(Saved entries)
+---+
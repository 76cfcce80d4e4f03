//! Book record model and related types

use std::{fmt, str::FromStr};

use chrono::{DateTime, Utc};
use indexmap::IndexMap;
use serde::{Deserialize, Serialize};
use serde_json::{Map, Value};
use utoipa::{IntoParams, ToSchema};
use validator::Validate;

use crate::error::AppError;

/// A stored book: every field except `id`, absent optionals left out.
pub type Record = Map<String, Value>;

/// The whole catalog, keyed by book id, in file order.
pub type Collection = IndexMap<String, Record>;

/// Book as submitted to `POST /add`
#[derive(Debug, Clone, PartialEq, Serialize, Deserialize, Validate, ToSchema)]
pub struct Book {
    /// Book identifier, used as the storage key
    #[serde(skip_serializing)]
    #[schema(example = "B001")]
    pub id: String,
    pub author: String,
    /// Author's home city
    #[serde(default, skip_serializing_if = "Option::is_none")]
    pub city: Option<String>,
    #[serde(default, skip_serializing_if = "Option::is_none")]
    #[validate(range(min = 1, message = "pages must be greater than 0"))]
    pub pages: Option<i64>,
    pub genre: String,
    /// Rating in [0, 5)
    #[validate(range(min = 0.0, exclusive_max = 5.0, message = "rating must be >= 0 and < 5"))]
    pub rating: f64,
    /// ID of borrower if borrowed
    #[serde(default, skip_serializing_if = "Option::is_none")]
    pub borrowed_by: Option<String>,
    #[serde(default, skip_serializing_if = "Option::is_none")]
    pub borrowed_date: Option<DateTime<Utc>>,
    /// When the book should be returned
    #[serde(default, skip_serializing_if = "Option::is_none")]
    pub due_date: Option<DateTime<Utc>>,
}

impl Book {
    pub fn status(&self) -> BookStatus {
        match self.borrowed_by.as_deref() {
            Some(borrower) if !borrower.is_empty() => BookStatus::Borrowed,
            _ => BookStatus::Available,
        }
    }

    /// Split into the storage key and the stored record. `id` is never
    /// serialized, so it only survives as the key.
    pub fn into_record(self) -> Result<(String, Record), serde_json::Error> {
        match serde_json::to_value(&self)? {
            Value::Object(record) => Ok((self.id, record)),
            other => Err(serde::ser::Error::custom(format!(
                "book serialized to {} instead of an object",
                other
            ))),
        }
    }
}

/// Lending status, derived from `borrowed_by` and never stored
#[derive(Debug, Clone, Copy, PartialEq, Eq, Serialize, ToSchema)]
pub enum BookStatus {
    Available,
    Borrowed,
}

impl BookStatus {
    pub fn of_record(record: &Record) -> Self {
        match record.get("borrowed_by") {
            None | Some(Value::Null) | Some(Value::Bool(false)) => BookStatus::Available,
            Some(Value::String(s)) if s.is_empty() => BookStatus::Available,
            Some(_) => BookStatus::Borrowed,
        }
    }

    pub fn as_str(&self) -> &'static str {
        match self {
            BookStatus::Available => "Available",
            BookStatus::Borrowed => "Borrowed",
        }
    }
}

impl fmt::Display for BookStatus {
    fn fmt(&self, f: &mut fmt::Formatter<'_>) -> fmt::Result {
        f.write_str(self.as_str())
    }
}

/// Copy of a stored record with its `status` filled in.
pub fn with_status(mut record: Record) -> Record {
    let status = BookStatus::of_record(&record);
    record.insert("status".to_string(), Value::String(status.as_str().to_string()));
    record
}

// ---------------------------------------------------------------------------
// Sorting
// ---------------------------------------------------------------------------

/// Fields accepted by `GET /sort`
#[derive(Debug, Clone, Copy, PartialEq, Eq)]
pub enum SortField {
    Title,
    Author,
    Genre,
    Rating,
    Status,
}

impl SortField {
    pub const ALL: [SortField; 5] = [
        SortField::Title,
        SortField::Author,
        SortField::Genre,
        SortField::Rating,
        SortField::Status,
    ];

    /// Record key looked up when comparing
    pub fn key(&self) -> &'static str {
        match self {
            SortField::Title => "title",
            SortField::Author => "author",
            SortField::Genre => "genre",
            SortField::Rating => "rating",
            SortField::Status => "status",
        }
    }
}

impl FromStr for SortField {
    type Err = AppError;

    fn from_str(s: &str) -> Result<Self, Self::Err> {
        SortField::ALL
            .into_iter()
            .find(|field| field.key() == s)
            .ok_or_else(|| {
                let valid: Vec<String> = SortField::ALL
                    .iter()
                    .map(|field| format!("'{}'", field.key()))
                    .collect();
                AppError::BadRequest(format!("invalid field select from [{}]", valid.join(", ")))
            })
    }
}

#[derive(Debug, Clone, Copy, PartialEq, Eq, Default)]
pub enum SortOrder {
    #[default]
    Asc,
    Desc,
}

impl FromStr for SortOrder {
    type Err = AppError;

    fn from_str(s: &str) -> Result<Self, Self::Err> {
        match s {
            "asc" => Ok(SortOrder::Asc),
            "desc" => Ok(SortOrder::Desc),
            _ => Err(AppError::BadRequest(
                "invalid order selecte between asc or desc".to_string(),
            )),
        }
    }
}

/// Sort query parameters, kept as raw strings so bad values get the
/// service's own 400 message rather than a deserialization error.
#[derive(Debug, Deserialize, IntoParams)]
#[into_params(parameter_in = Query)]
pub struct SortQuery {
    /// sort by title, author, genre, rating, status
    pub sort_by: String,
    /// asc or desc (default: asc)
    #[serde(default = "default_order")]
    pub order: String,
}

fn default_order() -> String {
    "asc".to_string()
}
+---+
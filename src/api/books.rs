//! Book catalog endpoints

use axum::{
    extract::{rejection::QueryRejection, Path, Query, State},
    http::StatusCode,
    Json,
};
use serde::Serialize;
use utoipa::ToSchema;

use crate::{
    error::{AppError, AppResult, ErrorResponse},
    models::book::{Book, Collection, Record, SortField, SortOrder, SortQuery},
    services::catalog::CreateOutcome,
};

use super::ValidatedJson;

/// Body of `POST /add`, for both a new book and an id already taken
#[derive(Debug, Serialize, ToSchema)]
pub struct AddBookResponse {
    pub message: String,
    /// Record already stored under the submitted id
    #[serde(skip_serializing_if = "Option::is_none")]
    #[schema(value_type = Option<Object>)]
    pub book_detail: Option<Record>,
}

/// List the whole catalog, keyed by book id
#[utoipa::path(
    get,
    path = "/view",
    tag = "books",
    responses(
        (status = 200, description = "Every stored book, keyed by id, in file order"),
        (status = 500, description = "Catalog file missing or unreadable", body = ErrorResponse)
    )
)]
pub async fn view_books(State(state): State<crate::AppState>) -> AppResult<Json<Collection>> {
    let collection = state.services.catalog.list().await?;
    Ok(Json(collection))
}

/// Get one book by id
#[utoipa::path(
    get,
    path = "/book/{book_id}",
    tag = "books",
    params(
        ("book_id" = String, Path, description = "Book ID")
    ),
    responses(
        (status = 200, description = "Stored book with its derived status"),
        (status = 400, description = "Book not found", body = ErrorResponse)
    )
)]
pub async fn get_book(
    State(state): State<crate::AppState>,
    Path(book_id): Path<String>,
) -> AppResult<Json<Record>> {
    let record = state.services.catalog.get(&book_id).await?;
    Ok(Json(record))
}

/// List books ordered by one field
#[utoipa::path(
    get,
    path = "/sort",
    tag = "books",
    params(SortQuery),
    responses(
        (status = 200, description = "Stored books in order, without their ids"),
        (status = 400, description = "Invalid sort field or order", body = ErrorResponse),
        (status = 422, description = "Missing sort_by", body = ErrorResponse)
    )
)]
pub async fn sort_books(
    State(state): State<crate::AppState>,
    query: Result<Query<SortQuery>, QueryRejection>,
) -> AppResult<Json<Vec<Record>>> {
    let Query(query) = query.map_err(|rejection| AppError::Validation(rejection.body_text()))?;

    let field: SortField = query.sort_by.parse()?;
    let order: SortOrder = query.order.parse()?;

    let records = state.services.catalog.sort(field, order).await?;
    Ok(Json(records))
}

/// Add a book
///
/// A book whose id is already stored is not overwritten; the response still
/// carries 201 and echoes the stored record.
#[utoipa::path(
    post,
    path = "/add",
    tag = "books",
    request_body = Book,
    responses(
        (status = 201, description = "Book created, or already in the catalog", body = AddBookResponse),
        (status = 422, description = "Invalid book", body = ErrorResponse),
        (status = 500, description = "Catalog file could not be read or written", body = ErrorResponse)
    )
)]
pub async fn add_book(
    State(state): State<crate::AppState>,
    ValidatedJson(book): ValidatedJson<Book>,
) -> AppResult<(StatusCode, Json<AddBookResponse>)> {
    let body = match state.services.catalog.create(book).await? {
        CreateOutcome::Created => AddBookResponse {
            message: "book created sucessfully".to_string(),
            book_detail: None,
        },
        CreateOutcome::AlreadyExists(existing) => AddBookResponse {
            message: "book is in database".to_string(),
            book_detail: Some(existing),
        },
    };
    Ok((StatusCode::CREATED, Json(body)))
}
+---+
• EXERCISE INSTRUCTIONS: Figure out how many lines above include the string "Copy", then report that number and nothing else.

• YOUR RESPONSE: 4